I'm trying to use the XO script by Ronivay to install an older branch to see if that solves this issue. In the xo-install.cfg file there is a "BRANCH" variable and it says you can specify a commit number, but that doesn't seem to working for me. I'm sure I'm formatting it incorrectly. Thoughts?
Tried both:
BRANCH="6056a61" BRANCH="6056a618c3e503fcc0de4fe19007574e40bfddd5"Thanks.
-
Same issue here with the latest XO
I tested restore from Qnap with NFS, and there were no errors it's just stuck in tasks with no movement and no way to cancel.
If it helps everything is with default self-signed certificates.
Backups run with no issues, just something with the restore. -
Same issues with restoring on the current commit, but rolled back 21 commits (6056a) and it works again.
-
Same here. I was able to install the same Commit and it works now with the pre-installed certificates.
This appears to be a bug in newer commits.
-
Hi @KS I use Ronivay's precompiled VM which only deploys the latest build. I will have to look into this install script to compile a previous build of the vm. Will let you know if I get it working.
-
Same here, its definately a bug because I was able to do a backup and restore just last week.
I upgraded to the latest 2 days ago and now backups are broken, same version here:
-
I can confirm that in the community edition, something between 0ccfb4b and 8e5d9 breaks restoring to hosts with self signed certs.
I had to try and restore a couple of VMs after the upgrade to 8e5d9 and despite a couple of attempts to compile previous commits and see if they would work, nothing did until I reached 0ccfb4b.

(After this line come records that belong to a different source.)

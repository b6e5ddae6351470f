// SPDX-FileCopyrightText: Copyright (c) 2024-2025 NVIDIA CORPORATION & AFFILIATES. All rights reserved.
// SPDX-License-Identifier: Apache-2.0

//! Tokens and block keys.
//!
//! A completed cache block is content-addressed by a [`BlockKey`]: the LoRA
//! task id the sequence runs under plus the `tokens_per_block` unique tokens
//! the block was filled with. A [`UniqueToken`] pairs the token id with an
//! `extra_id` that disambiguates otherwise-identical ids (prompt-tuning
//! slots and similar); plain text tokens carry `extra_id = 0`.
//!
//! Key equality is structural. The seeded content hash is only used for
//! event payloads and external indexing, never for key identity, so xxh3
//! collision resistance is sufficient.

use bytemuck::cast_slice;
use rayon::prelude::*;
use serde::{Deserialize, Serialize};
use xxhash_rust::xxh3::xxh3_64_with_seed;

/// A token is a 32-bit unsigned integer.
pub type Token = u32;

/// Disambiguates tokens whose ids collide (e.g. prompt-tuning virtual tokens).
pub type TokenExtraId = u64;

/// Identifies the LoRA adapter a sequence runs under; `0` means no adapter.
pub type LoraTaskId = u64;

/// Seeded content hash of a block key.
pub type KeyHash = u64;

/// Default seed for [`BlockKey::content_hash`].
pub const DEFAULT_HASH_SEED: u64 = 0;

#[derive(Debug, Clone, Copy, PartialEq, Eq, Hash, Serialize, Deserialize)]
pub struct UniqueToken {
    pub token_id: Token,
    pub extra_id: TokenExtraId,
}

impl UniqueToken {
    pub fn new(token_id: Token, extra_id: TokenExtraId) -> Self {
        Self { token_id, extra_id }
    }
}

impl From<Token> for UniqueToken {
    fn from(token_id: Token) -> Self {
        Self {
            token_id,
            extra_id: 0,
        }
    }
}

/// Convert plain token ids into unique tokens with `extra_id = 0`.
pub fn unique_tokens(tokens: &[Token]) -> Vec<UniqueToken> {
    tokens.iter().copied().map(UniqueToken::from).collect()
}

/// Identity of a completed block for reuse purposes.
///
/// Two blocks with equal keys hold the KV entries of identical token runs
/// under the same LoRA adapter, so either can stand in for the other.
#[derive(Debug, Clone, PartialEq, Eq, Hash)]
pub struct BlockKey {
    lora_task_id: LoraTaskId,
    unique_tokens: Vec<UniqueToken>,
}

impl BlockKey {
    pub fn new(lora_task_id: LoraTaskId, unique_tokens: Vec<UniqueToken>) -> Self {
        Self {
            lora_task_id,
            unique_tokens,
        }
    }

    pub fn lora_task_id(&self) -> LoraTaskId {
        self.lora_task_id
    }

    pub fn unique_tokens(&self) -> &[UniqueToken] {
        &self.unique_tokens
    }

    pub fn len(&self) -> usize {
        self.unique_tokens.len()
    }

    pub fn is_empty(&self) -> bool {
        self.unique_tokens.is_empty()
    }

    /// Seeded content hash combining the task id and every token pair.
    pub fn content_hash(&self, seed: u64) -> KeyHash {
        let mut words = Vec::with_capacity(1 + 2 * self.unique_tokens.len());
        words.push(self.lora_task_id);
        for token in &self.unique_tokens {
            words.push(token.token_id as u64);
            words.push(token.extra_id);
        }
        xxh3_64_with_seed(cast_slice(&words), seed)
    }
}

/// Chop the leading `usable_len` tokens of a prompt into full-block keys.
///
/// Only whole blocks are keyed; the trailing partial block (if any) is
/// dropped. Long prompts are hashed per-chunk in parallel.
pub fn build_block_keys(
    lora_task_id: LoraTaskId,
    tokens: &[UniqueToken],
    usable_len: usize,
    tokens_per_block: usize,
) -> Vec<BlockKey> {
    let usable = usable_len.min(tokens.len());
    tokens[..usable]
        .par_chunks_exact(tokens_per_block)
        .map(|chunk| BlockKey::new(lora_task_id, chunk.to_vec()))
        .collect()
}

#[cfg(test)]
mod tests {
    use super::*;

    #[test]
    fn test_build_block_keys_counts() {
        let tokens = unique_tokens(&[1, 2, 3, 4, 5, 6, 7, 8, 9, 10]);

        // all ten tokens usable: two full blocks, partial dropped
        let keys = build_block_keys(0, &tokens, 10, 4);
        assert_eq!(keys.len(), 2);
        assert_eq!(keys[0].unique_tokens(), &tokens[0..4]);
        assert_eq!(keys[1].unique_tokens(), &tokens[4..8]);

        // usable_len excludes the last token: still two full blocks
        let keys = build_block_keys(0, &tokens, 9, 4);
        assert_eq!(keys.len(), 2);

        // a single block's worth with one token reserved yields no keys
        let keys = build_block_keys(0, &tokens[..4], 3, 4);
        assert!(keys.is_empty());

        // usable_len longer than the prompt is clamped
        let keys = build_block_keys(0, &tokens, 64, 4);
        assert_eq!(keys.len(), 2);
    }

    #[test]
    fn test_key_equality_is_structural() {
        let a = BlockKey::new(0, unique_tokens(&[1, 2, 3, 4]));
        let b = BlockKey::new(0, unique_tokens(&[1, 2, 3, 4]));
        let c = BlockKey::new(1, unique_tokens(&[1, 2, 3, 4]));
        let d = BlockKey::new(
            0,
            vec![
                UniqueToken::new(1, 7),
                UniqueToken::from(2),
                UniqueToken::from(3),
                UniqueToken::from(4),
            ],
        );

        assert_eq!(a, b);
        assert_ne!(a, c, "lora task id is part of the key");
        assert_ne!(a, d, "extra ids are part of the key");
    }

    #[test]
    fn test_content_hash_stability() {
        let a = BlockKey::new(0, unique_tokens(&[1, 2, 3, 4]));
        let b = BlockKey::new(0, unique_tokens(&[1, 2, 3, 4]));

        assert_eq!(a.content_hash(0), b.content_hash(0));
        assert_ne!(a.content_hash(0), a.content_hash(1337));

        let c = BlockKey::new(0, unique_tokens(&[1, 2, 3, 5]));
        assert_ne!(a.content_hash(0), c.content_hash(0));

        let d = BlockKey::new(9, unique_tokens(&[1, 2, 3, 4]));
        assert_ne!(a.content_hash(0), d.content_hash(0));
    }
}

Once I had rolled it back that far, the restores were no longer stuck at 0% and there were no problems restoring any of the backups that I tied.
-
Someone else on this forum is having trouble with self-signed certificates. So this issue must be more general than just self-signed certificates when restoring backups.
It must be a bug introduced recently which is specifically when handling self-signed certificates generally.

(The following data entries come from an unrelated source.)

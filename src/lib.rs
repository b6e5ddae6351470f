// SPDX-FileCopyrightText: Copyright (c) 2024-2025 NVIDIA CORPORATION & AFFILIATES. All rights reserved.
// SPDX-License-Identifier: Apache-2.0

//! Paged KV-cache block manager for LLM inference.
//!
//! The KV cache of a transformer decoder is carved into fixed-size blocks,
//! each holding the key/value entries of `tokens_per_block` consecutive
//! tokens of one sequence. This crate manages the lifecycle of those blocks:
//!
//! - a flat **arena** of block metadata backed by one or two storage pools
//!   (fast *primary* memory, and optionally a slower *secondary* tier used
//!   for offloading),
//! - **free lists** that keep unreferenced blocks in reuse-priority order,
//! - a **reuse trie** that content-addresses completed blocks by their
//!   (LoRA task id, token-prefix) key so sequences sharing a prompt prefix
//!   can skip recomputation,
//! - per-sequence bookkeeping with beam sharing, a cyclic attention-window
//!   policy with pinned sink tokens, and what-if scheduling counters.
//!
//! [`kv_cache_manager::KvCacheManager`] is the public façade; it owns a
//! [`block_manager::BlockManager`] plus the sequence table and exposes the
//! per-sequence operations and block-offset export the attention kernels
//! consume.

pub mod block_manager;
pub mod common;
pub mod kv_cache_manager;
pub mod logging;
pub mod request;
pub mod tokens;

pub use block_manager::{BlockManager, CacheType, KvCacheError, Result};
pub use common::dtype::DType;
pub use kv_cache_manager::{KvCacheManager, KvCacheManagerConfig, KvCacheStats};
pub use request::CacheRequest;
pub use tokens::{BlockKey, LoraTaskId, Token, UniqueToken};

use parking_lot::Mutex;
use std::sync::Arc;

/// The manager is single-threaded over its own state; when several engine
/// threads need access, one outer lock is sufficient (no operation blocks
/// while holding it).
pub type SharedKvCacheManager = Arc<Mutex<KvCacheManager>>;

https://xcp-ng.org/forum/topic/8636/self-signed-cert
Others with this issue is the link shown above similar to what you are experiencing with backup restoration?
@florent Can you please check this out there may be a bug in Xen Orchestra which is affecting the handling of self-signed certificates generally? As it's affecting not just restoration of backups but also the creation of new VMs as well.
-
@john-c
"Someone else on this forum is having trouble with self-signed certificates. "Unfortunately, this function does not work either.
márc 18 14:13:12 xoa xo-server[22559]: 2024-03-18T13:13:12.703Z xo:api WARN bogi.kornel | backupNg.importVmBackup(...) [184ms] =!> Error: self-signed certificate -
For those finding this post and are using ronivay's XenOrchestraInstallerUpdater, the solution is as follows...
Edit xo-install.cfg with your favourite editor.
Look for the line...
BRANCH="master"
Comment it out and and on a new line add...
#BRANCH="master"
BRANCH="0ccfd4b"If you then run the script and choose 2) Update, it should work.
Because I was in a hurry, I deleted the /opt/ox directory, put the SSL certs that were in it back, and then ran 1) Install so that I knew that I was certain that there were no conflicts with compiling and older version.
But either method should work.
-
@KS Did you try running "xe task-list" to identify the process and then "xe task-cancel force=true uuid=(UUID-of-process)"?
-
@StormMaster thank you. This workaround did exactly what i needed.